I think the first thing to do is enforce the ban and then talk. My question is: Do those advocating “comprehensive fisheries management” have a concrete implementable step by step plan or do they just want the slaugther to continue until they have an implementable plan. Even with the right plan, until they get all nations to agree on their plan, and create a group with the teeth and tools to enforce that plan, which will take years or even decades, they should be laughed a, considered irrealistic dreamers and considered as shark ennemies just stalling for time so the massacre can continue. We have less then 10 years to save the sharks. It will take way more than that to implement an “internationally accepted comprehensive fisheries managemet”. Just observe negotiations world wide on all sorts of subjects (congress, Syria, North Korea, Pfizer, Sport athletes, ??????) Talking takes time and sharks are out of time as far as I know
“We have less then 10 years to save the sharks.”

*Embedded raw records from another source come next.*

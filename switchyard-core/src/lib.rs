//! Core types for switchyard.
//!
//! This crate provides the pieces of the request pipeline that carry no
//! concurrency or failure-recovery logic, shared by the client crate
//! (`switchyard-client`) and anything that implements its extension traits.
//!
//! ## Contents
//!
//! - [`ErrorKind`], [`TransportError`]: error kinds and the transport error type
//! - [`Encoder`], [`Decoder`]: parameter encoders and response decoders
//! - [`merge_parameters`]: recursive merge of common and per-request parameters

mod codec;
mod error;
mod merge;

pub use codec::*;
pub use error::*;
pub use merge::*;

Wow, less than ten years? That sounds really serious! Strange that I’ve never come across that figure before. I don’t suppose you have a source for that?
I do supprot shark fin bans and while we are at it there should be a ban against any shark fishing what so ever. Don’t people get that sharks maintain the balances in the ocean and that they are messing with it. Is it not bad enough that they are over fishing the oceans and already destroying the very sustainabality of earth. Nope not yet . They will just keep on going and going unless they are limited.

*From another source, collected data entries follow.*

//! Token refresh coordination.
//!
//! When several in-flight calls discover at the same time that the
//! credentials have expired, only one refresh should reach the auth server.
//! [`TokenRefreshCoordinator`] collapses concurrent triggers into a single
//! underlying refresh and hands its outcome to every caller that asked while
//! it was running.
//!
//! # Example
//!
//! ```ignore
//! use switchyard_client::{RefreshError, TokenRefreshCoordinator};
//!
//! let coordinator = TokenRefreshCoordinator::new();
//! coordinator.set_handler(move || {
//!     let token = token.clone();
//!     async move {
//!         let fresh = fetch_token().await.map_err(|e| RefreshError::failed(e.to_string()))?;
//!         token.set(fresh);
//!         Ok(())
//!     }
//! });
//!
//! // From any number of concurrent tasks:
//! coordinator.handle_expired().await?;
//! ```

use std::future::Future;
use std::sync::{Arc, Mutex, MutexGuard, OnceLock};
use std::time::SystemTime;

use tokio::sync::oneshot;
use tokio::task::AbortHandle;

use crate::error::RefreshError;
use crate::interceptor::BoxFuture;

/// Default number of consecutive failures that opens the circuit.
pub const DEFAULT_MAX_FAILURES: u32 = 3;

/// The operation that actually refreshes credentials.
///
/// Any `Fn() -> impl Future<Output = Result<(), RefreshError>>` implements
/// this trait.
pub trait RefreshHandler: Send + Sync + 'static {
    /// Refresh the credentials.
    fn refresh(&self) -> BoxFuture<'static, Result<(), RefreshError>>;
}

impl<F, Fut> RefreshHandler for F
where
    F: Fn() -> Fut + Send + Sync + 'static,
    Fut: Future<Output = Result<(), RefreshError>> + Send + 'static,
{
    fn refresh(&self) -> BoxFuture<'static, Result<(), RefreshError>> {
        Box::pin(self())
    }
}

type Waiter = oneshot::Sender<Result<(), RefreshError>>;

struct State {
    is_refreshing: bool,
    // Invariant: empty whenever `is_refreshing` is false.
    waiters: Vec<Waiter>,
    failure_count: u32,
    max_failures: u32,
    last_success: Option<SystemTime>,
    // Bumped by `reset`; a refresh started under an older generation is discarded.
    generation: u64,
    // The running handler task; aborted by `reset`.
    task: Option<AbortHandle>,
    handler: Option<Arc<dyn RefreshHandler>>,
}

/// A point-in-time view of the coordinator.
#[derive(Clone, Copy, Debug, PartialEq, Eq)]
pub struct RefreshStatus {
    pub is_refreshing: bool,
    /// Callers waiting on the running refresh.
    pub waiting: usize,
    pub failure_count: u32,
    pub last_success: Option<SystemTime>,
}

/// Collapses concurrent refresh triggers into one in-flight refresh.
///
/// The coordinator is cheap to clone; clones share state. The state lock is
/// held only for transitions, never across the refresh itself, and waiters
/// are resolved after it is released.
///
/// After `max_failures` consecutive failures the circuit opens: every
/// further [`handle_expired`](Self::handle_expired) fails with
/// [`RefreshError::Exhausted`] without calling the handler, until
/// [`reset`](Self::reset).
#[derive(Clone)]
pub struct TokenRefreshCoordinator {
    state: Arc<Mutex<State>>,
    // Held by the handler task for its whole run, including after an abort
    // until the aborted future is dropped.
    running: Arc<tokio::sync::Mutex<()>>,
}

impl Default for TokenRefreshCoordinator {
    fn default() -> Self {
        Self::new()
    }
}

impl std::fmt::Debug for TokenRefreshCoordinator {
    fn fmt(&self, f: &mut std::fmt::Formatter<'_>) -> std::fmt::Result {
        f.debug_struct("TokenRefreshCoordinator")
            .field("status", &self.status())
            .finish_non_exhaustive()
    }
}

impl TokenRefreshCoordinator {
    /// Create a coordinator with no handler.
    pub fn new() -> Self {
        Self {
            state: Arc::new(Mutex::new(State {
                is_refreshing: false,
                waiters: Vec::new(),
                failure_count: 0,
                max_failures: DEFAULT_MAX_FAILURES,
                last_success: None,
                generation: 0,
                task: None,
                handler: None,
            })),
            running: Arc::new(tokio::sync::Mutex::new(())),
        }
    }

    /// The process-wide coordinator.
    ///
    /// Prefer passing an explicitly constructed coordinator around; this
    /// exists for applications that want a single shared default.
    pub fn global() -> &'static TokenRefreshCoordinator {
        static GLOBAL: OnceLock<TokenRefreshCoordinator> = OnceLock::new();
        GLOBAL.get_or_init(TokenRefreshCoordinator::new)
    }

    /// Set the number of consecutive failures that opens the circuit.
    pub fn with_max_failures(self, max_failures: u32) -> Self {
        self.lock().max_failures = max_failures;
        self
    }

    /// Install the refresh handler, replacing any previous one.
    pub fn set_handler(&self, handler: impl RefreshHandler) {
        self.lock().handler = Some(Arc::new(handler));
    }

    /// Returns whether a handler has been installed.
    pub fn has_handler(&self) -> bool {
        self.lock().handler.is_some()
    }

    fn lock(&self) -> MutexGuard<'_, State> {
        self.state.lock().unwrap_or_else(|e| e.into_inner())
    }

    /// Snapshot the coordinator's state.
    pub fn status(&self) -> RefreshStatus {
        let state = self.lock();
        RefreshStatus {
            is_refreshing: state.is_refreshing,
            waiting: state.waiters.len(),
            failure_count: state.failure_count,
            last_success: state.last_success,
        }
    }

    /// Report expired credentials and wait for the refresh outcome.
    ///
    /// The first caller starts the refresh; callers arriving while it runs
    /// wait for the same outcome. The refresh runs in its own task, so a
    /// caller that is dropped does not abort it for the others.
    pub async fn handle_expired(&self) -> Result<(), RefreshError> {
        let (rx, start) = {
            let mut state = self.lock();
            let Some(handler) = state.handler.clone() else {
                return Err(RefreshError::Unconfigured);
            };
            if state.failure_count >= state.max_failures {
                tracing::warn!(
                    failures = state.failure_count,
                    "token refresh circuit open, not refreshing"
                );
                return Err(RefreshError::Exhausted {
                    failures: state.failure_count,
                });
            }

            let (tx, rx) = oneshot::channel();
            state.waiters.push(tx);
            if state.is_refreshing {
                tracing::debug!(waiting = state.waiters.len(), "joining in-flight token refresh");
                (rx, None)
            } else {
                state.is_refreshing = true;
                (rx, Some((handler, state.generation)))
            }
        };

        if let Some((handler, generation)) = start {
            tracing::debug!(generation, "starting token refresh");
            let running = self.running.clone();
            let task = tokio::spawn(async move {
                let _running = running.lock_owned().await;
                handler.refresh().await
            });
            {
                let mut state = self.lock();
                if state.generation == generation {
                    state.task = Some(task.abort_handle());
                } else {
                    // Reset before the handle was recorded.
                    task.abort();
                }
            }
            let this = self.clone();
            tokio::spawn(async move {
                let result = match task.await {
                    Ok(result) => result,
                    Err(e) if e.is_cancelled() => Err(RefreshError::Cancelled),
                    Err(e) => Err(RefreshError::failed(format!("refresh task failed: {}", e))),
                };
                this.complete(generation, result);
            });
        }

        // A dropped sender means the refresh task is gone without an answer.
        rx.await.unwrap_or(Err(RefreshError::Cancelled))
    }

    fn complete(&self, generation: u64, result: Result<(), RefreshError>) {
        let waiters = {
            let mut state = self.lock();
            if state.generation != generation {
                tracing::debug!(generation, "discarding refresh outcome after reset");
                return;
            }
            state.is_refreshing = false;
            state.task = None;
            match &result {
                Ok(()) => {
                    state.failure_count = 0;
                    state.last_success = Some(SystemTime::now());
                    tracing::debug!(waiters = state.waiters.len(), "token refresh succeeded");
                }
                Err(err) => {
                    state.failure_count += 1;
                    tracing::warn!(
                        error = %err,
                        failures = state.failure_count,
                        waiters = state.waiters.len(),
                        "token refresh failed"
                    );
                }
            }
            std::mem::take(&mut state.waiters)
        };

        for waiter in waiters {
            let _ = waiter.send(result.clone());
        }
    }

    /// Return to idle and clear the failure count.
    ///
    /// A running refresh is aborted at its next suspension point and its
    /// outcome is discarded. A refresh started afterwards does not call the
    /// handler until the aborted one is gone. Callers waiting on it receive
    /// [`RefreshError::Cancelled`].
    pub fn reset(&self) {
        let (waiters, task) = {
            let mut state = self.lock();
            state.generation += 1;
            state.is_refreshing = false;
            state.failure_count = 0;
            (std::mem::take(&mut state.waiters), state.task.take())
        };
        if let Some(task) = task {
            task.abort();
        }
        if !waiters.is_empty() {
            tracing::debug!(waiters = waiters.len(), "token refresh reset, cancelling waiters");
        }
        for waiter in waiters {
            let _ = waiter.send(Err(RefreshError::Cancelled));
        }
    }
}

The ecological importance of sharks does not preclude fishing for them, it just precludes overfishing.
Just an anecdote from the US Pacific longline fleet- Captains often don’t want to retain sharks- they do not last as long as many target species in the hold and they tend to stink the hold up like ammonia, and the meat doesn’t fetch a great price. Before the total fin ban, there was a ban on finning only when not retaining the entire shark carcass, I saw sharks getting killed and retained that otherwise wouldn’t have, only to also be able to keep fins in an observers presence. If fins weren’t harvested, a lot of live sharks would have never been boated.

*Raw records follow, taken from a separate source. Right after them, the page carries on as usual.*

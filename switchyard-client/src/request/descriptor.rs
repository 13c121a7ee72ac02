//! Declarative request descriptors.

use std::sync::Arc;
use std::time::Duration;

use http::{HeaderMap, HeaderName, HeaderValue, Method};
use serde::Serialize;
use serde_json::Value;
use switchyard_core::{Decoder, Encoder, FormEncoder, JsonEncoder};

use crate::ClientError;
use crate::config::RetryPolicy;

/// How merged parameters are put on the wire.
#[derive(Clone, Default)]
pub enum ParameterEncoding {
    /// Query string for `GET`, `HEAD` and `DELETE`; JSON body otherwise.
    #[default]
    Automatic,
    /// JSON body.
    Json,
    /// URL-encoded form body.
    Form,
    /// Query string, whatever the method.
    Query,
    /// Body produced by a custom encoder.
    Custom(Arc<dyn Encoder>),
}

/// Where the encoded parameters end up.
pub(crate) enum Placement {
    Query,
    Body(Arc<dyn Encoder>),
}

impl ParameterEncoding {
    pub(crate) fn placement(&self, method: &Method) -> Placement {
        match self {
            ParameterEncoding::Automatic => {
                if *method == Method::GET || *method == Method::HEAD || *method == Method::DELETE {
                    Placement::Query
                } else {
                    Placement::Body(Arc::new(JsonEncoder))
                }
            }
            ParameterEncoding::Json => Placement::Body(Arc::new(JsonEncoder)),
            ParameterEncoding::Form => Placement::Body(Arc::new(FormEncoder)),
            ParameterEncoding::Query => Placement::Query,
            ParameterEncoding::Custom(encoder) => Placement::Body(encoder.clone()),
        }
    }
}

impl std::fmt::Debug for ParameterEncoding {
    fn fmt(&self, f: &mut std::fmt::Formatter<'_>) -> std::fmt::Result {
        match self {
            ParameterEncoding::Automatic => f.write_str("Automatic"),
            ParameterEncoding::Json => f.write_str("Json"),
            ParameterEncoding::Form => f.write_str("Form"),
            ParameterEncoding::Query => f.write_str("Query"),
            ParameterEncoding::Custom(encoder) => f
                .debug_tuple("Custom")
                .field(&encoder.content_type())
                .finish(),
        }
    }
}

/// An immutable, environment-independent description of one request.
///
/// Descriptors name a logical target key instead of a base URL; the client
/// resolves the key against its [`DomainRegistry`](crate::DomainRegistry)
/// each time the request is built.
///
/// # Example
///
/// ```
/// use http::Method;
/// use serde_json::json;
/// use switchyard_client::RequestDescriptor;
///
/// let login = RequestDescriptor::builder("api", "/login")
///     .method(Method::POST)
///     .parameters(json!({"username": "u", "password": "p"}))
///     .build()
///     .unwrap();
///
/// assert_eq!(login.path(), "/login");
/// ```
#[derive(Clone)]
pub struct RequestDescriptor {
    target: String,
    path: String,
    method: Method,
    headers: HeaderMap,
    parameters: Option<Value>,
    encoding: ParameterEncoding,
    timeout: Option<Duration>,
    common_headers: bool,
    common_parameters: bool,
    retry_policy: Option<RetryPolicy>,
    decoder: Option<Arc<dyn Decoder>>,
}

impl RequestDescriptor {
    /// Start building a descriptor for `path` on the target `target`.
    pub fn builder(target: impl Into<String>, path: impl Into<String>) -> RequestDescriptorBuilder {
        RequestDescriptorBuilder::new(target.into(), path.into())
    }

    pub fn target(&self) -> &str {
        &self.target
    }

    pub fn path(&self) -> &str {
        &self.path
    }

    pub fn method(&self) -> &Method {
        &self.method
    }

    pub fn headers(&self) -> &HeaderMap {
        &self.headers
    }

    pub fn parameters(&self) -> Option<&Value> {
        self.parameters.as_ref()
    }

    pub fn encoding(&self) -> &ParameterEncoding {
        &self.encoding
    }

    /// Timeout override; `None` means the client default applies.
    pub fn timeout(&self) -> Option<Duration> {
        self.timeout
    }

    /// Whether the client's common headers are added.
    pub fn uses_common_headers(&self) -> bool {
        self.common_headers
    }

    /// Whether the client's common parameters are merged in.
    pub fn uses_common_parameters(&self) -> bool {
        self.common_parameters
    }

    pub fn retry_policy(&self) -> Option<&RetryPolicy> {
        self.retry_policy.as_ref()
    }

    pub fn decoder(&self) -> Option<&Arc<dyn Decoder>> {
        self.decoder.as_ref()
    }
}

impl std::fmt::Debug for RequestDescriptor {
    fn fmt(&self, f: &mut std::fmt::Formatter<'_>) -> std::fmt::Result {
        f.debug_struct("RequestDescriptor")
            .field("target", &self.target)
            .field("path", &self.path)
            .field("method", &self.method)
            .field("headers", &self.headers)
            .field("parameters", &self.parameters)
            .field("encoding", &self.encoding)
            .field("timeout", &self.timeout)
            .field("common_headers", &self.common_headers)
            .field("common_parameters", &self.common_parameters)
            .field("retry_policy", &self.retry_policy)
            .field("decoder", &self.decoder.as_ref().map(|_| "custom"))
            .finish()
    }
}

/// Builder for [`RequestDescriptor`].
///
/// Invalid headers and unserializable parameters are remembered and reported
/// by [`build`](Self::build), so the builder chain never needs `?`.
pub struct RequestDescriptorBuilder {
    descriptor: RequestDescriptor,
    error: Option<ClientError>,
}

impl RequestDescriptorBuilder {
    fn new(target: String, path: String) -> Self {
        Self {
            descriptor: RequestDescriptor {
                target,
                path,
                method: Method::GET,
                headers: HeaderMap::new(),
                parameters: None,
                encoding: ParameterEncoding::Automatic,
                timeout: None,
                common_headers: true,
                common_parameters: true,
                retry_policy: None,
                decoder: None,
            },
            error: None,
        }
    }

    pub fn method(mut self, method: Method) -> Self {
        self.descriptor.method = method;
        self
    }

    /// Add a request-specific header.
    ///
    /// Request headers are applied after the client's common headers and
    /// replace them on conflict.
    pub fn header<K, V>(mut self, key: K, value: V) -> Self
    where
        K: TryInto<HeaderName>,
        <K as TryInto<HeaderName>>::Error: std::fmt::Display,
        V: TryInto<HeaderValue>,
        <V as TryInto<HeaderValue>>::Error: std::fmt::Display,
    {
        if self.error.is_some() {
            return self;
        }
        let name = match key.try_into() {
            Ok(name) => name,
            Err(e) => {
                self.error = Some(ClientError::invalid_request(format!(
                    "invalid header name: {}",
                    e
                )));
                return self;
            }
        };
        match value.try_into() {
            Ok(value) => {
                self.descriptor.headers.insert(name, value);
            }
            Err(e) => {
                self.error = Some(ClientError::invalid_request(format!(
                    "invalid header value for {}: {}",
                    name, e
                )));
            }
        }
        self
    }

    /// Set the request parameters.
    pub fn parameters(mut self, parameters: Value) -> Self {
        self.descriptor.parameters = Some(parameters);
        self
    }

    /// Set the request parameters from any serializable value.
    pub fn json<T: Serialize + ?Sized>(mut self, parameters: &T) -> Self {
        match serde_json::to_value(parameters) {
            Ok(value) => self.descriptor.parameters = Some(value),
            Err(e) => {
                if self.error.is_none() {
                    self.error = Some(ClientError::Encode(format!(
                        "parameters are not serializable: {}",
                        e
                    )));
                }
            }
        }
        self
    }

    pub fn encoding(mut self, encoding: ParameterEncoding) -> Self {
        self.descriptor.encoding = encoding;
        self
    }

    /// Override the client's default timeout for this request.
    pub fn timeout(mut self, timeout: Duration) -> Self {
        self.descriptor.timeout = Some(timeout);
        self
    }

    /// Include the client's common headers (default: `true`).
    pub fn common_headers(mut self, enabled: bool) -> Self {
        self.descriptor.common_headers = enabled;
        self
    }

    /// Merge in the client's common parameters (default: `true`).
    pub fn common_parameters(mut self, enabled: bool) -> Self {
        self.descriptor.common_parameters = enabled;
        self
    }

    /// Override the client's retry policy for this request.
    pub fn retry_policy(mut self, policy: RetryPolicy) -> Self {
        self.descriptor.retry_policy = Some(policy);
        self
    }

    /// Override the client's response decoder for this request.
    pub fn decoder(mut self, decoder: impl Decoder) -> Self {
        self.descriptor.decoder = Some(Arc::new(decoder));
        self
    }

    /// Build the descriptor.
    ///
    /// Returns the first header or serialization error recorded by the chain.
    pub fn build(self) -> Result<RequestDescriptor, ClientError> {
        match self.error {
            Some(err) => Err(err),
            None => Ok(self.descriptor),
        }
    }
}

#[cfg(test)]
mod tests {
    use super::*;
    use serde_json::json;
    use switchyard_core::ErrorKind;

    #[test]
    fn test_defaults() {
        let desc = RequestDescriptor::builder("api", "/users").build().unwrap();
        assert_eq!(desc.target(), "api");
        assert_eq!(desc.method(), Method::GET);
        assert!(desc.headers().is_empty());
        assert!(desc.parameters().is_none());
        assert!(matches!(desc.encoding(), ParameterEncoding::Automatic));
        assert!(desc.timeout().is_none());
        assert!(desc.uses_common_headers());
        assert!(desc.uses_common_parameters());
        assert!(desc.retry_policy().is_none());
        assert!(desc.decoder().is_none());
    }

    #[test]
    fn test_json_parameters() {
        #[derive(Serialize)]
        struct Login<'a> {
            username: &'a str,
            password: &'a str,
        }

        let desc = RequestDescriptor::builder("api", "/login")
            .method(Method::POST)
            .json(&Login {
                username: "u",
                password: "p",
            })
            .build()
            .unwrap();
        assert_eq!(
            desc.parameters(),
            Some(&json!({"username": "u", "password": "p"}))
        );
    }

    #[test]
    fn test_invalid_header_is_reported_at_build() {
        let err = RequestDescriptor::builder("api", "/")
            .header("bad header", "v")
            .header("x-ok", "1")
            .build()
            .unwrap_err();
        assert_eq!(err.kind(), ErrorKind::InvalidRequest);
    }

    #[test]
    fn test_unserializable_parameters() {
        let mut map = std::collections::HashMap::new();
        map.insert((1, 2), "tuple keys are not JSON");
        let err = RequestDescriptor::builder("api", "/")
            .json(&map)
            .build()
            .unwrap_err();
        assert_eq!(err.kind(), ErrorKind::EncodeFailure);
    }

    #[test]
    fn test_automatic_placement() {
        assert!(matches!(
            ParameterEncoding::Automatic.placement(&Method::GET),
            Placement::Query
        ));
        assert!(matches!(
            ParameterEncoding::Automatic.placement(&Method::DELETE),
            Placement::Query
        ));
        match ParameterEncoding::Automatic.placement(&Method::POST) {
            Placement::Body(encoder) => assert_eq!(encoder.content_type(), "application/json"),
            Placement::Query => panic!("POST should carry a body"),
        }
        match ParameterEncoding::Form.placement(&Method::GET) {
            Placement::Body(encoder) => {
                assert_eq!(encoder.content_type(), "application/x-www-form-urlencoded")
            }
            Placement::Query => panic!("form encoding always uses the body"),
        }
    }
}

What I am suggesting is there isn’t a way to entirely decouple shark meat demand from fin demand, unless the fins were actually taken off the animal and confiscated at port. This complicates regulated fisheries because the driver in a meat fishery may actually be the fins, that may end up being worth more to the fishermen than the actual carcass (especially when fin sales are on the black market!)
i think that shark killing should be banned.When people catch the sharks the fins are ripped off, and nothing is done with the body. Some of the time the sharks are alive after this and just being thrown in the water to suffer. Sharks are my favorite sea creature and it would be horrible for one day sharks or different species of sharks being extinct.
“When people catch the sharks the fins are ripped off, and nothing is done with the body”
That’s certainly true of “shark finning”, which I fully support bans of. A lot of shark fins don’t come from finning anymore, particularly in the developed countries that are passing fin bans. There’s a difference between banning finning and banning fins.